The queen gave a call, and chamberlains and servants hurried in; her shell-shaped litter was brought, and in a few minutes, with her husband by her side, she was borne into the great peristyle where the grandees of the court, the commanders of the troops, the most prominent of the officials of the Egyptian provinces, many artists and savants, and the ambassadors from foreign powers, were reclining on long rows of couches, and talking over their wine, the feast itself being ended.
The Greeks and the dark-hued Egyptians were about equally represented in this motley assembly; but among them, and particularly among the learned and the fighting men, there were also several Israelites and Syrians.
The royal pair were received by the company with acclamations and marks of respect; Cleopatra smiled as sweetly as ever, and waved her fan graciously as she descended from her litter; still she vouchsafed not the slightest attention to any one present, for she was seeking Publius, at first among those who were nearest to the couch prepared for her, and then among the other Hellenes, the Egyptians, the Jews, the ambassadors—still she found him not, and when at last she enquired for the Roman of the chief chamberlain at her side, the official was sent for who had charge of the foreign envoys. This was an officer of very high rank, whose duty it was to provide for the representatives of foreign powers, and he was now near at hand, for he had long been waiting for an opportunity to offer to the queen a message of leave-taking from Publius Cornelius Scipio, and to tell her from him, that he had retired to his tent because a letter had come to him from Rome.
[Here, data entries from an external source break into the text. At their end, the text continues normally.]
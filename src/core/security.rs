use argon2::{
    password_hash::{self, SaltString},
    Argon2, Params, PasswordHash, PasswordHasher, PasswordVerifier,
};
use jsonwebtoken::{errors::ErrorKind, Algorithm, DecodingKey, EncodingKey, Header, Validation};
use rand::rngs::OsRng;
use serde::{Deserialize, Serialize};
use thiserror::Error;
use time::{Duration, OffsetDateTime};

use crate::core::config::SecuritySettings;
use crate::db::models::User;
use crate::db::types::UserRole;

// OWASP baseline for argon2id: 19 MiB, two passes, one lane.
const ARGON2_MEMORY_KIB: u32 = 19_456;
const ARGON2_PASSES: u32 = 2;
const ARGON2_LANES: u32 = 1;

#[derive(Debug, Error)]
pub(crate) enum SecurityError {
    #[error("password hashing failed")]
    Hashing,
    #[error("stored password hash is unreadable")]
    MalformedHash,
    #[error("access token could not be signed")]
    Signing,
    #[error("access token has expired")]
    Expired,
    #[error("access token is invalid")]
    InvalidToken,
    #[error("unsupported jwt algorithm: {0}")]
    UnsupportedAlgorithm(String),
}

/// Token claims. `role` is informational; guards always reload the user.
#[derive(Debug, Serialize, Deserialize)]
pub(crate) struct Claims {
    pub(crate) sub: String,
    pub(crate) role: UserRole,
    pub(crate) iat: i64,
    pub(crate) exp: i64,
}

#[derive(Debug)]
pub(crate) struct AccessToken {
    pub(crate) token: String,
    pub(crate) expires_in_seconds: i64,
}

fn argon2() -> Result<Argon2<'static>, SecurityError> {
    let params = Params::new(ARGON2_MEMORY_KIB, ARGON2_PASSES, ARGON2_LANES, None)
        .map_err(|_| SecurityError::Hashing)?;
    Ok(Argon2::new(argon2::Algorithm::Argon2id, argon2::Version::V0x13, params))
}

pub(crate) fn hash_password(password: &str) -> Result<String, SecurityError> {
    let salt = SaltString::generate(&mut OsRng);
    argon2()?
        .hash_password(password.as_bytes(), &salt)
        .map(|hash| hash.to_string())
        .map_err(|_| SecurityError::Hashing)
}

/// `Ok(false)` means a wrong password; `Err` means the stored hash itself is broken.
pub(crate) fn verify_password(password: &str, stored_hash: &str) -> Result<bool, SecurityError> {
    let parsed = PasswordHash::new(stored_hash).map_err(|_| SecurityError::MalformedHash)?;
    match argon2()?.verify_password(password.as_bytes(), &parsed) {
        Ok(()) => Ok(true),
        Err(password_hash::Error::Password) => Ok(false),
        Err(_) => Err(SecurityError::MalformedHash),
    }
}

pub(crate) fn issue_access_token(
    user: &User,
    security: &SecuritySettings,
) -> Result<AccessToken, SecurityError> {
    let ttl = Duration::minutes(security.access_token_expire_minutes as i64);
    sign(&user.id, user.role, security, ttl)
}

fn sign(
    subject: &str,
    role: UserRole,
    security: &SecuritySettings,
    ttl: Duration,
) -> Result<AccessToken, SecurityError> {
    let algorithm = algorithm(security)?;
    let issued_at = OffsetDateTime::now_utc();
    let claims = Claims {
        sub: subject.to_owned(),
        role,
        iat: issued_at.unix_timestamp(),
        exp: (issued_at + ttl).unix_timestamp(),
    };

    let token = jsonwebtoken::encode(
        &Header::new(algorithm),
        &claims,
        &EncodingKey::from_secret(security.secret_key.as_bytes()),
    )
    .map_err(|_| SecurityError::Signing)?;

    Ok(AccessToken { token, expires_in_seconds: ttl.whole_seconds() })
}

pub(crate) fn decode_access_token(
    token: &str,
    security: &SecuritySettings,
) -> Result<Claims, SecurityError> {
    let mut validation = Validation::new(algorithm(security)?);
    validation.leeway = 0;
    validation.set_required_spec_claims(&["exp", "sub"]);

    jsonwebtoken::decode::<Claims>(
        token,
        &DecodingKey::from_secret(security.secret_key.as_bytes()),
        &validation,
    )
    .map(|data| data.claims)
    .map_err(|error| match error.kind() {
        ErrorKind::ExpiredSignature => SecurityError::Expired,
        _ => SecurityError::InvalidToken,
    })
}

fn algorithm(security: &SecuritySettings) -> Result<Algorithm, SecurityError> {
    match security.algorithm.as_str() {
        "HS256" => Ok(Algorithm::HS256),
        other => Err(SecurityError::UnsupportedAlgorithm(other.to_owned())),
    }
}
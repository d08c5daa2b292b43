use tokio::signal;

/// Resolves on Ctrl+C or SIGTERM, whichever arrives first.
pub(crate) async fn shutdown_signal() {
    let ctrl_c = async {
        match signal::ctrl_c().await {
            Ok(()) => "ctrl_c",
            Err(err) => {
                tracing::error!(error = %err, "Failed to install Ctrl+C handler");
                std::future::pending::<&'static str>().await
            }
        }
    };

    #[cfg(unix)]
    let terminate = async {
        match signal::unix::signal(signal::unix::SignalKind::terminate()) {
            Ok(mut stream) => {
                stream.recv().await;
                "sigterm"
            }
            Err(err) => {
                tracing::error!(error = %err, "Failed to install SIGTERM handler");
                std::future::pending::<&'static str>().await
            }
        }
    };

    #[cfg(not(unix))]
    let terminate = std::future::pending::<&'static str>();

    let received = tokio::select! {
        name = ctrl_c => name,
        name = terminate => name,
    };

    tracing::info!(signal = received, "Shutdown signal received, draining connections");
}
use serde::{Deserialize, Serialize};
use validator::Validate;

use crate::api::pagination::default_limit;
use crate::core::time::{format_optional, format_primitive};
use crate::db::models::Subject;
use crate::db::types::SubjectStatus;
use crate::schemas::course_test::CourseTestResponse;
use crate::schemas::lecture::LectureResponse;

#[derive(Debug, Deserialize, Validate)]
pub(crate) struct SubjectCreate {
    #[validate(length(min = 1, max = 200, message = "title must be 1-200 characters"))]
    pub(crate) title: String,
    #[serde(default)]
    pub(crate) description: String,
    #[serde(default)]
    #[serde(alias = "teacherIds")]
    pub(crate) teacher_ids: Vec<String>,
}

/// Omitted fields are left unchanged; `teacher_ids` replaces the whole teacher set.
#[derive(Debug, Deserialize, Validate)]
pub(crate) struct SubjectUpdate {
    #[serde(default)]
    #[validate(length(min = 1, max = 200, message = "title must be 1-200 characters"))]
    pub(crate) title: Option<String>,
    #[serde(default)]
    pub(crate) description: Option<String>,
    #[serde(default)]
    #[serde(alias = "teacherIds")]
    pub(crate) teacher_ids: Option<Vec<String>>,
}

#[derive(Debug, Deserialize)]
pub(crate) struct SubjectGroupsUpdate {
    #[serde(alias = "groupIds")]
    pub(crate) group_ids: Vec<String>,
}

#[derive(Debug, Deserialize)]
pub(crate) struct SubjectListQuery {
    #[serde(default)]
    pub(crate) skip: i64,
    #[serde(default = "default_limit")]
    pub(crate) limit: i64,
    #[serde(default)]
    pub(crate) search: Option<String>,
}

#[derive(Debug, Serialize)]
pub(crate) struct SubjectResponse {
    pub(crate) id: String,
    pub(crate) title: String,
    pub(crate) description: String,
    pub(crate) status: SubjectStatus,
    pub(crate) created_at: String,
    pub(crate) updated_at: String,
    pub(crate) published_at: Option<String>,
}

impl SubjectResponse {
    pub(crate) fn from_db(subject: Subject) -> Self {
        Self {
            id: subject.id,
            title: subject.title,
            description: subject.description,
            status: subject.status,
            created_at: format_primitive(subject.created_at),
            updated_at: format_primitive(subject.updated_at),
            published_at: format_optional(subject.published_at),
        }
    }
}

/// Teacher and group ids are only filled in for callers who manage the subject.
#[derive(Debug, Serialize)]
pub(crate) struct SubjectDetailResponse {
    #[serde(flatten)]
    pub(crate) subject: SubjectResponse,
    pub(crate) can_manage: bool,
    #[serde(skip_serializing_if = "Option::is_none")]
    pub(crate) teacher_ids: Option<Vec<String>>,
    #[serde(skip_serializing_if = "Option::is_none")]
    pub(crate) group_ids: Option<Vec<String>>,
    pub(crate) lectures: Vec<LectureResponse>,
    pub(crate) tests: Vec<CourseTestResponse>,
}
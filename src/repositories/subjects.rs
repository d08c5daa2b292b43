use sqlx::{PgPool, Postgres, QueryBuilder};

use crate::db::models::Subject;
use crate::db::types::SubjectStatus;

const COLUMNS: &str = "id, title, description, status, created_at, updated_at, published_at";

/// Structural facts the publishing rules look at.
#[derive(Debug, Clone, Copy, Default, PartialEq, Eq, sqlx::FromRow)]
pub(crate) struct SubjectContentCounts {
    pub(crate) lectures: i64,
    pub(crate) tests: i64,
    pub(crate) tests_with_questions: i64,
}

pub(crate) async fn find_by_id(
    executor: impl sqlx::PgExecutor<'_>,
    id: &str,
) -> Result<Option<Subject>, sqlx::Error> {
    sqlx::query_as::<_, Subject>(&format!("SELECT {COLUMNS} FROM subjects WHERE id = $1"))
        .bind(id)
        .fetch_optional(executor)
        .await
}

/// Row-locks the subject for the rest of the transaction.
pub(crate) async fn lock_by_id(
    executor: impl sqlx::PgExecutor<'_>,
    id: &str,
) -> Result<Option<Subject>, sqlx::Error> {
    sqlx::query_as::<_, Subject>(&format!(
        "SELECT {COLUMNS} FROM subjects WHERE id = $1 FOR UPDATE"
    ))
    .bind(id)
    .fetch_optional(executor)
    .await
}

pub(crate) async fn content_counts(
    executor: impl sqlx::PgExecutor<'_>,
    id: &str,
) -> Result<SubjectContentCounts, sqlx::Error> {
    sqlx::query_as::<_, SubjectContentCounts>(
        "SELECT \
            (SELECT COUNT(*) FROM lectures WHERE subject_id = $1) AS lectures, \
            (SELECT COUNT(*) FROM tests WHERE subject_id = $1) AS tests, \
            (SELECT COUNT(*) FROM tests t WHERE t.subject_id = $1 \
                AND EXISTS (SELECT 1 FROM questions q WHERE q.test_id = t.id)) AS tests_with_questions",
    )
    .bind(id)
    .fetch_one(executor)
    .await
}

/// Which subjects a listing should include.
#[derive(Debug, Clone)]
pub(crate) enum SubjectScope {
    All,
    TaughtBy(String),
    PublishedForGroup(String),
}

pub(crate) async fn list(
    pool: &PgPool,
    scope: &SubjectScope,
    search: Option<&str>,
    skip: i64,
    limit: i64,
) -> Result<Vec<Subject>, sqlx::Error> {
    let mut builder =
        QueryBuilder::<Postgres>::new(format!("SELECT {COLUMNS} FROM subjects s WHERE TRUE"));

    match scope {
        SubjectScope::All => {}
        SubjectScope::TaughtBy(teacher_id) => {
            builder.push(
                " AND EXISTS (SELECT 1 FROM subject_teachers st \
                 WHERE st.subject_id = s.id AND st.teacher_id = ",
            );
            builder.push_bind(teacher_id.as_str());
            builder.push(")");
        }
        SubjectScope::PublishedForGroup(group_id) => {
            builder.push(" AND s.status = ");
            builder.push_bind(SubjectStatus::Published);
            builder.push(
                " AND EXISTS (SELECT 1 FROM subject_groups sg \
                 WHERE sg.subject_id = s.id AND sg.group_id = ",
            );
            builder.push_bind(group_id.as_str());
            builder.push(")");
        }
    }

    if let Some(search) = search.map(str::trim).filter(|s| !s.is_empty()) {
        let pattern = format!("%{}%", search.to_lowercase());
        builder.push(" AND (lower(s.title) LIKE ");
        builder.push_bind(pattern.clone());
        builder.push(" OR lower(s.description) LIKE ");
        builder.push_bind(pattern);
        builder.push(")");
    }

    builder.push(" ORDER BY s.title OFFSET ");
    builder.push_bind(skip.max(0));
    builder.push(" LIMIT ");
    builder.push_bind(limit.clamp(1, 1000));

    builder.build_query_as::<Subject>().fetch_all(pool).await
}

pub(crate) struct CreateSubject<'a> {
    pub(crate) id: &'a str,
    pub(crate) title: &'a str,
    pub(crate) description: &'a str,
    pub(crate) now: time::PrimitiveDateTime,
}

/// New subjects always start hidden; publishing goes through the rule engine.
pub(crate) async fn create(
    executor: impl sqlx::PgExecutor<'_>,
    params: CreateSubject<'_>,
) -> Result<Subject, sqlx::Error> {
    sqlx::query_as::<_, Subject>(&format!(
        "INSERT INTO subjects (id, title, description, status, created_at, updated_at) \
         VALUES ($1, $2, $3, $4, $5, $5) RETURNING {COLUMNS}"
    ))
    .bind(params.id)
    .bind(params.title)
    .bind(params.description)
    .bind(SubjectStatus::Hidden)
    .bind(params.now)
    .fetch_one(executor)
    .await
}

pub(crate) async fn update_details(
    executor: impl sqlx::PgExecutor<'_>,
    id: &str,
    title: Option<&str>,
    description: Option<&str>,
    now: time::PrimitiveDateTime,
) -> Result<Option<Subject>, sqlx::Error> {
    sqlx::query_as::<_, Subject>(&format!(
        "UPDATE subjects SET title = COALESCE($1, title), \
                description = COALESCE($2, description), updated_at = $3 \
         WHERE id = $4 RETURNING {COLUMNS}"
    ))
    .bind(title)
    .bind(description)
    .bind(now)
    .bind(id)
    .fetch_optional(executor)
    .await
}

pub(crate) async fn set_status(
    executor: impl sqlx::PgExecutor<'_>,
    id: &str,
    status: SubjectStatus,
    now: time::PrimitiveDateTime,
) -> Result<(), sqlx::Error> {
    sqlx::query(
        "UPDATE subjects SET status = $1, updated_at = $2, \
                published_at = CASE WHEN $1 = 'published'::subjectstatus \
                                    THEN COALESCE(published_at, $2) ELSE published_at END \
         WHERE id = $3",
    )
    .bind(status)
    .bind(now)
    .bind(id)
    .execute(executor)
    .await?;
    Ok(())
}

pub(crate) async fn delete(pool: &PgPool, id: &str) -> Result<bool, sqlx::Error> {
    let result = sqlx::query("DELETE FROM subjects WHERE id = $1").bind(id).execute(pool).await?;
    Ok(result.rows_affected() > 0)
}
“Is that true?” asked the queen letting her feather fan droop, and looking her interlocutor severely in the face.
“The trireme Proteus, coming from Brundisium, entered the harbor of Eunostus only yesterday,” he replied; “and an hour ago a mounted messenger brought the letter. Nor was it an ordinary letter but a despatch from the Senate—I know the form and seal.”
“And Lysias, the Corinthian?”
“He accompanied the Roman.”
“Has the Senate written to him too?” asked the queen annoyed, and ironically. She turned her back on the officer without any kind of courtesy, and turning again to the chamberlain she went on, in incisive tones, as if she were presiding at a trial:
“King Euergetes sits there among the Egyptians near the envoys from the temples of the Upper Country. He looks as if he were giving them a discourse, and they hang on his lips. What is he saying, and what does all this mean?”
“Before you came in, he was sitting with the Syrians and Jews, and telling them what the merchants and scribes, whom he sent to the South, have reported of the lands lying near the lakes through which the Nile is said to flow. He thinks that new sources of wealth have revealed themselves not far from the head of the sacred river which can hardly flow in from the ocean, as the ancients supposed.”